- _TASK DIRECTIONS_
Set down all of the records exactly.

- _Saved entries_
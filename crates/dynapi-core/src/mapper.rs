//! Resolution of kinds to resource names and scope.

use std::collections::HashMap;

use serde::{Deserialize, Serialize};

use crate::descriptor::GroupVersionKind;

/// Resource name and scope for a kind.
#[derive(Debug, Clone, PartialEq, Eq, Serialize, Deserialize)]
pub struct ResourceMapping {
    pub resource: String,
    pub namespaced: bool,
}

impl ResourceMapping {
    /// The fallback rule: `lowercase(kind) + "s"`, namespaced.
    pub fn default_for(kind: &str) -> Self {
        Self {
            resource: format!("{}s", kind.to_lowercase()),
            namespaced: true,
        }
    }
}

/// Maps kinds to REST resources.
pub trait RestMapper: Send + Sync {
    fn resolve(&self, gvk: &GroupVersionKind) -> ResourceMapping;
}

/// Mapper that always applies the fallback rule.
#[derive(Debug, Clone, Copy, Default)]
pub struct DefaultRestMapper;

impl RestMapper for DefaultRestMapper {
    fn resolve(&self, gvk: &GroupVersionKind) -> ResourceMapping {
        ResourceMapping::default_for(&gvk.kind)
    }
}

/// Mapper backed by a fixed table, falling back to the default rule for unknown kinds.
///
/// Comes pre-populated with a handful of well-known core kinds whose
/// resource names or scope differ from the fallback.
#[derive(Debug, Clone)]
pub struct StaticRestMapper {
    mappings: HashMap<(String, String), ResourceMapping>,
}

impl StaticRestMapper {
    pub fn new() -> Self {
        Self {
            mappings: HashMap::new(),
        }
    }

    /// A mapper knowing the common core kinds.
    pub fn with_core_kinds() -> Self {
        let mut mapper = Self::new();
        for (kind, resource, namespaced) in [
            ("ConfigMap", "configmaps", true),
            ("Secret", "secrets", true),
            ("Service", "services", true),
            ("Pod", "pods", true),
            ("Namespace", "namespaces", false),
            ("Node", "nodes", false),
            ("Endpoints", "endpoints", true),
        ] {
            mapper.insert("v1", kind, resource, namespaced);
        }
        mapper
    }

    /// Adds or replaces a mapping for `apiVersion`/`kind`.
    pub fn insert(
        &mut self,
        api_version: impl Into<String>,
        kind: impl Into<String>,
        resource: impl Into<String>,
        namespaced: bool,
    ) {
        self.mappings.insert(
            (api_version.into(), kind.into()),
            ResourceMapping {
                resource: resource.into(),
                namespaced,
            },
        );
    }

    pub fn len(&self) -> usize {
        self.mappings.len()
    }

    pub fn is_empty(&self) -> bool {
        self.mappings.is_empty()
    }
}

impl Default for StaticRestMapper {
    fn default() -> Self {
        Self::with_core_kinds()
    }
}

impl RestMapper for StaticRestMapper {
    fn resolve(&self, gvk: &GroupVersionKind) -> ResourceMapping {
        self.mappings
            .get(&(gvk.api_version(), gvk.kind.clone()))
            .cloned()
            .unwrap_or_else(|| ResourceMapping::default_for(&gvk.kind))
    }
}

#[cfg(test)]
mod tests {
    use super::*;
    use crate::descriptor::GroupVersion;

    #[test]
    fn test_default_mapper() {
        let gvk = GroupVersion::new("x.io", "v1").with_kind("Foo");
        assert_eq!(
            DefaultRestMapper.resolve(&gvk),
            ResourceMapping {
                resource: "foos".into(),
                namespaced: true
            }
        );
    }

    #[test]
    fn test_static_mapper_known_and_fallback() {
        let mut mapper = StaticRestMapper::with_core_kinds();
        mapper.insert("x.io/v1", "Policy", "policies", false);

        let ns = mapper.resolve(&GroupVersion::new("", "v1").with_kind("Namespace"));
        assert_eq!(ns.resource, "namespaces");
        assert!(!ns.namespaced);

        let policy = mapper.resolve(&GroupVersion::new("x.io", "v1").with_kind("Policy"));
        assert_eq!(policy.resource, "policies");
        assert!(!policy.namespaced);

        let unknown = mapper.resolve(&GroupVersion::new("x.io", "v1").with_kind("Widget"));
        assert_eq!(unknown.resource, "widgets");
        assert!(unknown.namespaced);
    }
}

- _RESULT BELOW_
filename crates/dynapi-core/src/mapper.rs
//! Resolution of kinds to resource names and scope.

use std::collections::HashMap;

use serde::{Deserialize, Serialize};

use crate::descriptor::GroupVersionKind;

/// Resource name and scope for a kind.
#[derive(Debug, Clone, PartialEq, Eq, Serialize, Deserialize)]
pub struct ResourceMapping {
    pub resource: String,
    pub namespaced: bool,
}

impl ResourceMapping {
    /// The fallback rule: `lowercase(kind) + "s"`, namespaced.
    pub fn default_for(kind: &str) -> Self {
        Self {
            resource: format!("{}s", kind.to_lowercase()),
            namespaced: true,
        }
    }
}

/// Maps kinds to REST resources.
pub trait RestMapper: Send + Sync {
    fn resolve(&self, gvk: &GroupVersionKind) -> ResourceMapping;
}

/// Mapper that always applies the fallback rule.
#[derive(Debug, Clone, Copy, Default)]
pub struct DefaultRestMapper;

impl RestMapper for DefaultRestMapper {
    fn resolve(&self, gvk: &GroupVersionKind) -> ResourceMapping {
        ResourceMapping::default_for(&gvk.kind)
    }
}

/// Mapper backed by a fixed table, falling back to the default rule for unknown kinds.
///
/// Comes pre-populated with a handful of well-known core kinds whose
/// resource names or scope differ from the fallback.
#[derive(Debug, Clone)]
pub struct StaticRestMapper {
    mappings: HashMap<(String, String), ResourceMapping>,
}

impl StaticRestMapper {
    pub fn new() -> Self {
        Self {
            mappings: HashMap::new(),
        }
    }

    /// A mapper knowing the common core kinds.
    pub fn with_core_kinds() -> Self {
        let mut mapper = Self::new();
        for (kind, resource, namespaced) in [
            ("ConfigMap", "configmaps", true),
            ("Secret", "secrets", true),
            ("Service", "services", true),
            ("Pod", "pods", true),
            ("Namespace", "namespaces", false),
            ("Node", "nodes", false),
            ("Endpoints", "endpoints", true),
        ] {
            mapper.insert("v1", kind, resource, namespaced);
        }
        mapper
    }

    /// Adds or replaces a mapping for `apiVersion`/`kind`.
    pub fn insert(
        &mut self,
        api_version: impl Into<String>,
        kind: impl Into<String>,
        resource: impl Into<String>,
        namespaced: bool,
    ) {
        self.mappings.insert(
            (api_version.into(), kind.into()),
            ResourceMapping {
                resource: resource.into(),
                namespaced,
            },
        );
    }

    pub fn len(&self) -> usize {
        self.mappings.len()
    }

    pub fn is_empty(&self) -> bool {
        self.mappings.is_empty()
    }
}

impl Default for StaticRestMapper {
    fn default() -> Self {
        Self::with_core_kinds()
    }
}

impl RestMapper for StaticRestMapper {
    fn resolve(&self, gvk: &GroupVersionKind) -> ResourceMapping {
        self.mappings
            .get(&(gvk.api_version(), gvk.kind.clone()))
            .cloned()
            .unwrap_or_else(|| ResourceMapping::default_for(&gvk.kind))
    }
}

#[cfg(test)]
mod tests {
    use super::*;
    use crate::descriptor::GroupVersion;

    #[test]
    fn test_default_mapper() {
        let gvk = GroupVersion::new("x.io", "v1").with_kind("Foo");
        assert_eq!(
            DefaultRestMapper.resolve(&gvk),
            ResourceMapping {
                resource: "foos".into(),
                namespaced: true
            }
        );
    }

    #[test]
    fn test_static_mapper_known_and_fallback() {
        let mut mapper = StaticRestMapper::with_core_kinds();
        mapper.insert("x.io/v1", "Policy", "policies", false);

        let ns = mapper.resolve(&GroupVersion::new("", "v1").with_kind("Namespace"));
        assert_eq!(ns.resource, "namespaces");
        assert!(!ns.namespaced);

        let policy = mapper.resolve(&GroupVersion::new("x.io", "v1").with_kind("Policy"));
        assert_eq!(policy.resource, "policies");
        assert!(!policy.namespaced);

        let unknown = mapper.resolve(&GroupVersion::new("x.io", "v1").with_kind("Widget"));
        assert_eq!(unknown.resource, "widgets");
        assert!(unknown.namespaced);
    }
}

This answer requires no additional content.